╭──

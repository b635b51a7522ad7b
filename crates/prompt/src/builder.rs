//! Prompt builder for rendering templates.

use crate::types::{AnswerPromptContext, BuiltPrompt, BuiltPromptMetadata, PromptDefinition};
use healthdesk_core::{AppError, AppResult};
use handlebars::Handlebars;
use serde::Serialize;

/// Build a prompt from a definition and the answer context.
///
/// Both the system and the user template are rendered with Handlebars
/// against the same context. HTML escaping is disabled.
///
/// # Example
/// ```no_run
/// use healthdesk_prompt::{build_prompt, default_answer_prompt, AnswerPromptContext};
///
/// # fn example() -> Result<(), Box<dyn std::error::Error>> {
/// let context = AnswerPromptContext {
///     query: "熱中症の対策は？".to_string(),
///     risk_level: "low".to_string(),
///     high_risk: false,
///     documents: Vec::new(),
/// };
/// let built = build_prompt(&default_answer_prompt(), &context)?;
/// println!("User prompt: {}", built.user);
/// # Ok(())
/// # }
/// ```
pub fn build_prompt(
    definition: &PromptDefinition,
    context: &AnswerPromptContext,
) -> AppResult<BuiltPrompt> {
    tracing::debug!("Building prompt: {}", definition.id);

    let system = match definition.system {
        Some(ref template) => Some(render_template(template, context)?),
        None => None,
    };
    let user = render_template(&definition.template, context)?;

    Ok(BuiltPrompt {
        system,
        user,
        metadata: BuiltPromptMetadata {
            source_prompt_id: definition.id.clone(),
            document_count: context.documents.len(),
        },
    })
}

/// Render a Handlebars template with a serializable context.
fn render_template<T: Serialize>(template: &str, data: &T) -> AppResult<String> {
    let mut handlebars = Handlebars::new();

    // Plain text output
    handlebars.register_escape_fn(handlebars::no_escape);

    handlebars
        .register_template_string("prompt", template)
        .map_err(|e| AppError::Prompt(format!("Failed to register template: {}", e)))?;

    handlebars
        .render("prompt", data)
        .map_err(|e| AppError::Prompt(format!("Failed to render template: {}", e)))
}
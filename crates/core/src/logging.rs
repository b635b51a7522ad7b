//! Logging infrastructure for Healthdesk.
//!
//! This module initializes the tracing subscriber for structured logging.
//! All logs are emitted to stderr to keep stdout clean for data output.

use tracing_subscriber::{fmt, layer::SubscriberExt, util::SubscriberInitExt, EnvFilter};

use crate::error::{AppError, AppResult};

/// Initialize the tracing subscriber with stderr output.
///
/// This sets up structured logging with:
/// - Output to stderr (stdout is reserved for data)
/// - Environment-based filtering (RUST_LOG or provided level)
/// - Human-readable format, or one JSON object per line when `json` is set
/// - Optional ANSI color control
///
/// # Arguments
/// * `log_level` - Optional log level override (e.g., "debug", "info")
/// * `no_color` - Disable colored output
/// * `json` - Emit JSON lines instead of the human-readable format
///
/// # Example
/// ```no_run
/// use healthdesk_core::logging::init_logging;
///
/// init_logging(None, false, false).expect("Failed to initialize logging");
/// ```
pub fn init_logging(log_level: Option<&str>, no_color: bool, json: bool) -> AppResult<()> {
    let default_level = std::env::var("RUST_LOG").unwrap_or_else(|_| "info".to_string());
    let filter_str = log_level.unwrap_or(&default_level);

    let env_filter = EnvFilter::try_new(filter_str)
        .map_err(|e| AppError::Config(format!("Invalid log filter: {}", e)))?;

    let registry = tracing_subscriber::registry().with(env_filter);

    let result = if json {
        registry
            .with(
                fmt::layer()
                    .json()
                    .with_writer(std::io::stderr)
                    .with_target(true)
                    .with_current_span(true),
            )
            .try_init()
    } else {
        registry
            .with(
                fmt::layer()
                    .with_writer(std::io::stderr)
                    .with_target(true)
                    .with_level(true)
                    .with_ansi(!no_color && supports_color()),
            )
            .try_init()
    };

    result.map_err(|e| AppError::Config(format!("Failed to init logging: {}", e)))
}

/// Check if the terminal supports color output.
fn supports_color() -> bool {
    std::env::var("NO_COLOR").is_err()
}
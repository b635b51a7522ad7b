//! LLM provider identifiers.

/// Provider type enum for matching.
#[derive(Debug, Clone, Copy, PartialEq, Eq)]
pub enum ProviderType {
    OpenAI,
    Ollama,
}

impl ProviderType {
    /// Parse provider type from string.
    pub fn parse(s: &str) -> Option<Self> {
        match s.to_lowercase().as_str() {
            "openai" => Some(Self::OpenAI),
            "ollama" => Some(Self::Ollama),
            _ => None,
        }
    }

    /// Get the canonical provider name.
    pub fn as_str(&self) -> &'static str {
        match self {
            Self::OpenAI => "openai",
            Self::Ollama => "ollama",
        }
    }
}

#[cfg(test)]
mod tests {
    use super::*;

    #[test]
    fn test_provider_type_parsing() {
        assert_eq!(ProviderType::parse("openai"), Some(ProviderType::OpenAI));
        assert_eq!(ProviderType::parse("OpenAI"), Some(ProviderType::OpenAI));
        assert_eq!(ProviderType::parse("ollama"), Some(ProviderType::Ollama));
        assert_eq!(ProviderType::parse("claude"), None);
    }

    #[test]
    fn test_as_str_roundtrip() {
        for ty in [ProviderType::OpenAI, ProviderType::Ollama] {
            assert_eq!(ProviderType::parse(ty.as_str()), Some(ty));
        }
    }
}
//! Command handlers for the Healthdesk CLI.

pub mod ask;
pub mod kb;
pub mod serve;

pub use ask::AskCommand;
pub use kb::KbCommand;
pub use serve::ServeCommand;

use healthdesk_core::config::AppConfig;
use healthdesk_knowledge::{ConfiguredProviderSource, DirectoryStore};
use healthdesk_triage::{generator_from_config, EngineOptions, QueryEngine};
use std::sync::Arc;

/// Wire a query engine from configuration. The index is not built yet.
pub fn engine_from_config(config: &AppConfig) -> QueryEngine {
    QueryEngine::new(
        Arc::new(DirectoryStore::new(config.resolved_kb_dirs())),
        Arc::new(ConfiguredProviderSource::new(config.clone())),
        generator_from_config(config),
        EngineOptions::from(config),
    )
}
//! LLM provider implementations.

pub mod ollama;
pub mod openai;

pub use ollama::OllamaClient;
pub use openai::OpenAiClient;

╰──

Where in the records does the string "structured" appear? Copy every line that has it.

• **Result for this exercise**:
//! This module initializes the tracing subscriber for structured logging.
/// This sets up structured logging with:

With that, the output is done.